In the rising action, the main character tries to solve his or her problem, getting involved in at least two or three important actions along the way. This builds suspense into the story.

    First action: Callum and his watch travel backward in time to earlier that day, when Bruce Buckstead, the school bully, insulted him. This time, Callum has the perfect comeback ready, and the bully stalks away.

    Second action: Callum returns to the present and begins using his watch whenever things don’t go his way. If he trips, he goes back and corrects it. If he doesn’t know the correct answer to a question, he finds out and then goes back in time and answers correctly.

    Third action: Soon, Callum is considered the smartest, funniest, fastest, most amazing kid at his school. Bruce Buckstead becomes jealous and corners Callum in a hallway.


The climax is the most exciting or important part in a story. At this point, the main character comes face-to-face with his or her problem. (All of the action leads up to the climax.) This part is sometimes called the turning point.

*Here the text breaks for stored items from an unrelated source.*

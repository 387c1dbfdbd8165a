use chrono::Utc;
use std::collections::HashMap;
use std::path::Path;

use super::error::StorageError;
use super::models::{Chat, Message, Profile};
use super::preferences::Preferences;
use crate::config;
use crate::contacts;

/// Preference key holding the signed-in user's profile.
const KEY_USER: &str = "user";
/// Preference key holding the contact list.
const KEY_CONTACTS: &str = "contacts";
/// Preference key holding the full chat list.
const KEY_CHATS: &str = "chats";

/// Preference key holding the message list of one chat.
fn messages_key(chat_id: &str) -> String {
    format!("messages_{chat_id}")
}

/// Mock database storing profiles, chats, and messages as JSON blobs in a
/// [`Preferences`] store.
///
/// Every write reads the stored collection, mutates it in memory, and writes
/// the whole collection back. Collection reads never fail: unreadable or
/// corrupt storage is logged and treated as empty.
pub struct MockDatabase {
    prefs: Preferences,
}

impl MockDatabase {
    /// Open the database over an existing preference store.
    pub fn with_preferences(prefs: Preferences) -> Self {
        Self { prefs }
    }

    /// Open (or create) the database file at the given path.
    pub fn open<P: AsRef<Path>>(path: P) -> Result<Self, StorageError> {
        Ok(Self::with_preferences(Preferences::new(path)?))
    }

    /// Open the database at the location named by the config file at
    /// [`config::DEFAULT_CONFIG_PATH`], falling back to the default location
    /// when the config file is missing or unreadable.
    pub fn open_default() -> Result<Self, StorageError> {
        let app_config = config::load_config(config::DEFAULT_CONFIG_PATH);
        Self::open(&app_config.database_path)
    }

    /// Open an in-memory database, used by tests.
    pub fn in_memory() -> Result<Self, StorageError> {
        Ok(Self::with_preferences(Preferences::in_memory()?))
    }

    // ========== Chats ==========

    /// Create a chat for the given participants and store it.
    ///
    /// The chat id is derived from the participant ids, so starting a chat
    /// with an already-seen participant set returns the stored chat instead
    /// of inserting a duplicate. A fresh chat starts with a blank last
    /// message from `user`.
    pub fn create_chat(
        &self,
        participants: &[Profile],
        user: &Profile,
    ) -> Result<Chat, StorageError> {
        log::debug!("Creating a new chat with {} participant(s)", participants.len());

        let participant_map: HashMap<String, Profile> = participants
            .iter()
            .map(|profile| (profile.id.clone(), profile.clone()))
            .collect();
        let id = Chat::derive_id(participant_map.keys().map(String::as_str));

        let mut chats = self.all_chats();
        let chat = match chats.iter().find(|chat| chat.id == id) {
            Some(existing) => existing.clone(),
            None => {
                let mut names: Vec<&str> = participant_map
                    .values()
                    .map(|profile| profile.name.as_str())
                    .collect();
                names.sort_unstable();

                let chat = Chat {
                    id,
                    alias: names.join(", "),
                    participants: participant_map,
                    last_message: Some(Message::new(user.id.clone(), "")),
                };
                chats.push(chat.clone());
                chat
            }
        };

        self.persist_chats(&chats)?;
        Ok(chat)
    }

    /// All stored chats. Unreadable or corrupt storage yields an empty list.
    pub fn all_chats(&self) -> Vec<Chat> {
        match self.prefs.get(KEY_CHATS) {
            Ok(Some(chats)) => chats,
            Ok(None) => Vec::new(),
            Err(err) => {
                log::error!("Could not read the chat list from preferences: {err}");
                Vec::new()
            }
        }
    }

    /// The chat with the given id, if one is stored.
    pub fn find_chat_by_id(&self, id: &str) -> Option<Chat> {
        self.all_chats().into_iter().find(|chat| chat.id == id)
    }

    /// Replace the last message of the chat with the given id.
    ///
    /// An unknown chat id leaves the list unchanged. The chat list is stored
    /// as one blob, so the whole list is written back either way.
    pub fn update_last_message(
        &self,
        chat_id: &str,
        message: &Message,
    ) -> Result<(), StorageError> {
        let mut chats = self.all_chats();
        if let Some(chat) = chats.iter_mut().find(|chat| chat.id == chat_id) {
            chat.last_message = Some(message.clone());
        }
        self.persist_chats(&chats)
    }

    fn persist_chats(&self, chats: &[Chat]) -> Result<(), StorageError> {
        self.prefs.put(KEY_CHATS, &chats)
    }

    // ========== Messages ==========

    /// Append a message to a chat's message list and update the chat's last
    /// message. Returns the message with its send time stamped.
    pub fn save_message(
        &self,
        chat_id: &str,
        mut message: Message,
    ) -> Result<Message, StorageError> {
        let mut messages = self.messages_for_chat(chat_id);

        // Stamp the send time, clamped so timestamps never go backwards
        // even if the wall clock does.
        let floor = messages.last().map_or(0, |last| last.sent_at_millis);
        message.sent_at_millis = Utc::now().timestamp_millis().max(floor);

        self.update_last_message(chat_id, &message)?;

        messages.push(message.clone());
        self.prefs.put(&messages_key(chat_id), &messages)?;

        Ok(message)
    }

    /// All messages of a chat, oldest first. Unreadable or corrupt storage
    /// yields an empty list.
    pub fn messages_for_chat(&self, chat_id: &str) -> Vec<Message> {
        match self.prefs.get(&messages_key(chat_id)) {
            Ok(Some(messages)) => messages,
            Ok(None) => Vec::new(),
            Err(err) => {
                log::error!("Could not read the message list for chat {chat_id}: {err}");
                Vec::new()
            }
        }
    }

    /// The message with the given id in a chat, if one is stored.
    pub fn find_message_by_id(&self, chat_id: &str, message_id: &str) -> Option<Message> {
        self.messages_for_chat(chat_id)
            .into_iter()
            .find(|message| message.id == message_id)
    }

    // ========== Profiles ==========

    /// The stored contact list. When nothing usable is stored, the default
    /// contacts are generated, persisted, and returned.
    pub fn user_contacts(&self) -> Vec<Profile> {
        match self.prefs.get::<Vec<Profile>>(KEY_CONTACTS) {
            Ok(Some(stored)) if !stored.is_empty() => return stored,
            Ok(_) => {}
            Err(err) => {
                log::error!("Could not read the contact list from preferences: {err}");
            }
        }

        // Nothing stored, so persist and return the default set.
        let defaults = contacts::default_contacts();
        log::debug!("Saving default contacts");
        if let Err(err) = self.prefs.put(KEY_CONTACTS, &defaults) {
            log::error!("Could not write the default contacts to preferences: {err}");
        }
        defaults
    }

    /// The stored user profile, if its id matches the requested one.
    pub fn user(&self, id: &str) -> Result<Option<Profile>, StorageError> {
        let user: Option<Profile> = self.prefs.get(KEY_USER)?;
        Ok(user.filter(|profile| profile.id == id))
    }

    /// Store the user profile, replacing any previous one.
    pub fn create_user(&self, user: &Profile) -> Result<(), StorageError> {
        self.prefs.put(KEY_USER, user)
    }
}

       Bruce tries to punch Callum, but Callum turns the watch back and dodges just in time. A crowd of kids gathers, watching Callum dodge punch after punch. But during one dodge, Callum’s watch hits the wall and breaks. He’s defenseless, and Bruce closes in.

Falling Action

In this part, the main character learns to deal with life “after the climax.” Perhaps the person makes a new discovery about life or comes to understand things a little better.

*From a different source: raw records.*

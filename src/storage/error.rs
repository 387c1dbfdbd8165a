use thiserror::Error;

/// Errors surfaced by the preference store and the database façade.
#[derive(Debug, Error)]
pub enum StorageError {
    #[error("sqlite error: {0}")]
    Sqlite(#[from] rusqlite::Error),

    #[error("serialization error: {0}")]
    Serde(#[from] serde_json::Error),

    #[error("io error: {0}")]
    Io(#[from] std::io::Error),
}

       Bruce never touches Callum, though, because the other kids tell him to back off. They say they’re done being bullied, and that if Bruce wants to get at Callum, he’s got to go through all of them.


The resolution brings a story to a natural, surprising, or thought-provoking conclusion. (The falling action and the resolution often are very closely related.)

       Though Callum has lost his magic watch, he’s gained a whole lot of new friends—and a lot more confidence.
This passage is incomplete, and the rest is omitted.